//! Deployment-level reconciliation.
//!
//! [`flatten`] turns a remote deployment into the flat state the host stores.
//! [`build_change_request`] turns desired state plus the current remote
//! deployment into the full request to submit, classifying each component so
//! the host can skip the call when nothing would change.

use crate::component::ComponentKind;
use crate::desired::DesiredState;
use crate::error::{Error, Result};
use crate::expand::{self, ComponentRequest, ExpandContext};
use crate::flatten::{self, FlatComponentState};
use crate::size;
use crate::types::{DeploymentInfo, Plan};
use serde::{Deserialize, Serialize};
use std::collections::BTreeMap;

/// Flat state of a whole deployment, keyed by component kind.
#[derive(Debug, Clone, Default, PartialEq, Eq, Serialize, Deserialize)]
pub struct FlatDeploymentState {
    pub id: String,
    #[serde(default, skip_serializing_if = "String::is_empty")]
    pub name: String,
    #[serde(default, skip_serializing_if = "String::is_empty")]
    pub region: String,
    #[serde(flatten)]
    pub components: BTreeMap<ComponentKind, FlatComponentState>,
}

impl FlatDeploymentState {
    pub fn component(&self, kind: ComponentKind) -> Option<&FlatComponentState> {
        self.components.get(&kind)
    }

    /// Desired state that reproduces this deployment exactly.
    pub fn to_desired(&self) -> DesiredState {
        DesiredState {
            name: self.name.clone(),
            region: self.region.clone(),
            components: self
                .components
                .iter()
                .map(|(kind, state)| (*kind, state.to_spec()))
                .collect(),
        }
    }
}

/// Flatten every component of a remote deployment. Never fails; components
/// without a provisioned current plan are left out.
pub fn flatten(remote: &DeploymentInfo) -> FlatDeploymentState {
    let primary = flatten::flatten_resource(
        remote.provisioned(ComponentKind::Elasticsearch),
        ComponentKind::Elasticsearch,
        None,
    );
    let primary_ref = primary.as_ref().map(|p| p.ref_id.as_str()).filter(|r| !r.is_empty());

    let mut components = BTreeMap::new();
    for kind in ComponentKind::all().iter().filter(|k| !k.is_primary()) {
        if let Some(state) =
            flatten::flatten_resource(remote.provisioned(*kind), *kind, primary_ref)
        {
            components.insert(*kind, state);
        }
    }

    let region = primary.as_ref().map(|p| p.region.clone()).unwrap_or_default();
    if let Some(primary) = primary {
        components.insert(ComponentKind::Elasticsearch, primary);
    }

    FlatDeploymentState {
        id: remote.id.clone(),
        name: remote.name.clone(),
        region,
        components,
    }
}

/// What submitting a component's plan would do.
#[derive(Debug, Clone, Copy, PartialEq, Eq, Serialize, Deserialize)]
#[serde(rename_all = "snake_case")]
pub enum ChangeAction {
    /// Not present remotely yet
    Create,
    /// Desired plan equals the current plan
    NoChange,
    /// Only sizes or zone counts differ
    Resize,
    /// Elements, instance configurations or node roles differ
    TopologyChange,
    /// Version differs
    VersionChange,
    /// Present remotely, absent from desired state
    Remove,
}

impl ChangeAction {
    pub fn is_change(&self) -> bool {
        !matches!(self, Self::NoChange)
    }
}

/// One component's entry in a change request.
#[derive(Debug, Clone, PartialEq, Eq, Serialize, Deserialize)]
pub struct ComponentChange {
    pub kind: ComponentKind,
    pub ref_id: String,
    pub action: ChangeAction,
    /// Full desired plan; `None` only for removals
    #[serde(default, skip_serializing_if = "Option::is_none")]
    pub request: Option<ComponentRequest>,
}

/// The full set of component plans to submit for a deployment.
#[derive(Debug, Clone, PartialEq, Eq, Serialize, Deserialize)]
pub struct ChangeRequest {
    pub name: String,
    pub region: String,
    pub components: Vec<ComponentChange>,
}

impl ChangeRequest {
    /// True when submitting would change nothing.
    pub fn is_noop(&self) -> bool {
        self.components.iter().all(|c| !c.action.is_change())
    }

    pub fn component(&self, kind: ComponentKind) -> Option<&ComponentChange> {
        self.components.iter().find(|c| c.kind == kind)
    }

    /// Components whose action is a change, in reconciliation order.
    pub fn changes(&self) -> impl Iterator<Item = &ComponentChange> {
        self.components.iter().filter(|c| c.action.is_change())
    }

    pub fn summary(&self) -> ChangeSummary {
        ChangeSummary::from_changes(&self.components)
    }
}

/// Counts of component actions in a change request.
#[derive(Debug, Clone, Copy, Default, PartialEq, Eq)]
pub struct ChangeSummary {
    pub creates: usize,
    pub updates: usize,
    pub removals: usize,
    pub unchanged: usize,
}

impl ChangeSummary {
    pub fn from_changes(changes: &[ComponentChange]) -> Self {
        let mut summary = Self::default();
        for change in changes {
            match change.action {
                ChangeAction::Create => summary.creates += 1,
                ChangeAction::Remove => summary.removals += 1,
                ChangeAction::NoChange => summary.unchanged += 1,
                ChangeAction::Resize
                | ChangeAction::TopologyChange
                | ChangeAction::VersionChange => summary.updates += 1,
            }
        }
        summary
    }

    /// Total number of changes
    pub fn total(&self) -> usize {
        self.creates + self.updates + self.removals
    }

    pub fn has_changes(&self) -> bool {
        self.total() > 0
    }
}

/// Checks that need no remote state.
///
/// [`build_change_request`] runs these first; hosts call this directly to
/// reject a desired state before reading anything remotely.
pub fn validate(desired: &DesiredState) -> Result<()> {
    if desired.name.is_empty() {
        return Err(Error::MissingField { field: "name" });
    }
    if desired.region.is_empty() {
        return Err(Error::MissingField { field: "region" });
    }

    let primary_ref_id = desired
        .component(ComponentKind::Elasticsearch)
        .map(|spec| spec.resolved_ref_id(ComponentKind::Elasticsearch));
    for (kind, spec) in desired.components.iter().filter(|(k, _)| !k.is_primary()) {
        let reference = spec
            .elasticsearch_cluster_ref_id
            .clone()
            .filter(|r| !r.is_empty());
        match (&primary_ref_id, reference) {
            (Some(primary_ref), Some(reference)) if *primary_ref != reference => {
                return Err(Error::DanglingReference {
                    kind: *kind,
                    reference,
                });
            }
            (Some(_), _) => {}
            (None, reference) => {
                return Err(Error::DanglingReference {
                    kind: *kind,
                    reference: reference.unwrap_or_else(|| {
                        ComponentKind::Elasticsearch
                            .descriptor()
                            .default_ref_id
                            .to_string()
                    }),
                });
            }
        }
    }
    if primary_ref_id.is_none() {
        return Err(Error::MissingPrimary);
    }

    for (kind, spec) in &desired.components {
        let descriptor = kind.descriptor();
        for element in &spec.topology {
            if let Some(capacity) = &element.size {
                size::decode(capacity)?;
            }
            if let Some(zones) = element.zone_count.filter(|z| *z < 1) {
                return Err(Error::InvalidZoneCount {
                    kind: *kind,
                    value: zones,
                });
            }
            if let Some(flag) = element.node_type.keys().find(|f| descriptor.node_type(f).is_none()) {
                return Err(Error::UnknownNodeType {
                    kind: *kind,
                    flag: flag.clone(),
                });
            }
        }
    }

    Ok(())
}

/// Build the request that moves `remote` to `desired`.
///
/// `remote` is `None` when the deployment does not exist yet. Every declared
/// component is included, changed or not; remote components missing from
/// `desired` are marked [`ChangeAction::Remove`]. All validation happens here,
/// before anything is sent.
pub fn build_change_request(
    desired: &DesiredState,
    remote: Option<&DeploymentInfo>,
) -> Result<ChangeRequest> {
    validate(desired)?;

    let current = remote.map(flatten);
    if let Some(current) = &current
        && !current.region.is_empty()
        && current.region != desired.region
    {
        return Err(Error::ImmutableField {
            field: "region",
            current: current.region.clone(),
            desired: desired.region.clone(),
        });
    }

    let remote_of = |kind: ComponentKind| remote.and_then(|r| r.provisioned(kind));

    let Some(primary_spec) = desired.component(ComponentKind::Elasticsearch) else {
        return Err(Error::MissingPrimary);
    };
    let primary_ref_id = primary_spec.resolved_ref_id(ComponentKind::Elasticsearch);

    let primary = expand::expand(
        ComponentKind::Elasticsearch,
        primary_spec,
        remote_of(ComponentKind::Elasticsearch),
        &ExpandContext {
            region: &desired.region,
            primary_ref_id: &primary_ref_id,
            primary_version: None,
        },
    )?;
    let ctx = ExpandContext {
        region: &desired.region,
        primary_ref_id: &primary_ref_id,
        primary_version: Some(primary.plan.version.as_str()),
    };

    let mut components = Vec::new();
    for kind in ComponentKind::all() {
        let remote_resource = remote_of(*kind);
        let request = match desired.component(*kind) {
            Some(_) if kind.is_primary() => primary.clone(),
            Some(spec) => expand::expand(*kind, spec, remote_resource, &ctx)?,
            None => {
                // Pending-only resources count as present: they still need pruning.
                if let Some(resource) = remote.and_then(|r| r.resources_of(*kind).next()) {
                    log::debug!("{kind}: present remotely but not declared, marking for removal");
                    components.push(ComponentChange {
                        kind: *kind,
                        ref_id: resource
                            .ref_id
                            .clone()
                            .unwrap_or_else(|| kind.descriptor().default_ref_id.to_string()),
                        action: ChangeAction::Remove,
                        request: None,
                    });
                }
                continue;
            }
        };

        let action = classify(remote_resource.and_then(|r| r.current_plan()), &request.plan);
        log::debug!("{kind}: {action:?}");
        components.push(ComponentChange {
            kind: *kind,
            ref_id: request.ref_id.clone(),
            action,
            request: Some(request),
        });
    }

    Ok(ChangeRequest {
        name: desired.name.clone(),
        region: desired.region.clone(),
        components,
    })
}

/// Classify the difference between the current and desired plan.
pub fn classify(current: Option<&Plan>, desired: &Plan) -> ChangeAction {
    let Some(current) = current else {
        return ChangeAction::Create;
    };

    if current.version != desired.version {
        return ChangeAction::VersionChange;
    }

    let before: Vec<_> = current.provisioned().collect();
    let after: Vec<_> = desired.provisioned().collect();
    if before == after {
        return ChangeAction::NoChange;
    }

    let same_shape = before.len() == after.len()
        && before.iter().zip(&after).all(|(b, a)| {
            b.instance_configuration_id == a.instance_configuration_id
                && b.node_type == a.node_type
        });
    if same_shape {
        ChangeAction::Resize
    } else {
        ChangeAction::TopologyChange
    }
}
# # #
■ **Problem requirements**:
Look through the data above and return exactly the lines from the one that contains "pub enum ChangeAction" to the one that contains "pub fn is_change(&self)", inclusive, with nothing else.

■ **Result of the exercise**:
pub enum ChangeAction {
    /// Not present remotely yet
    Create,
    /// Desired plan equals the current plan
    NoChange,
    /// Only sizes or zone counts differ
    Resize,
    /// Elements, instance configurations or node roles differ
    TopologyChange,
    /// Version differs
    VersionChange,
    /// Present remotely, absent from desired state
    Remove,
}

impl ChangeAction {
    pub fn is_change(&self) -> bool {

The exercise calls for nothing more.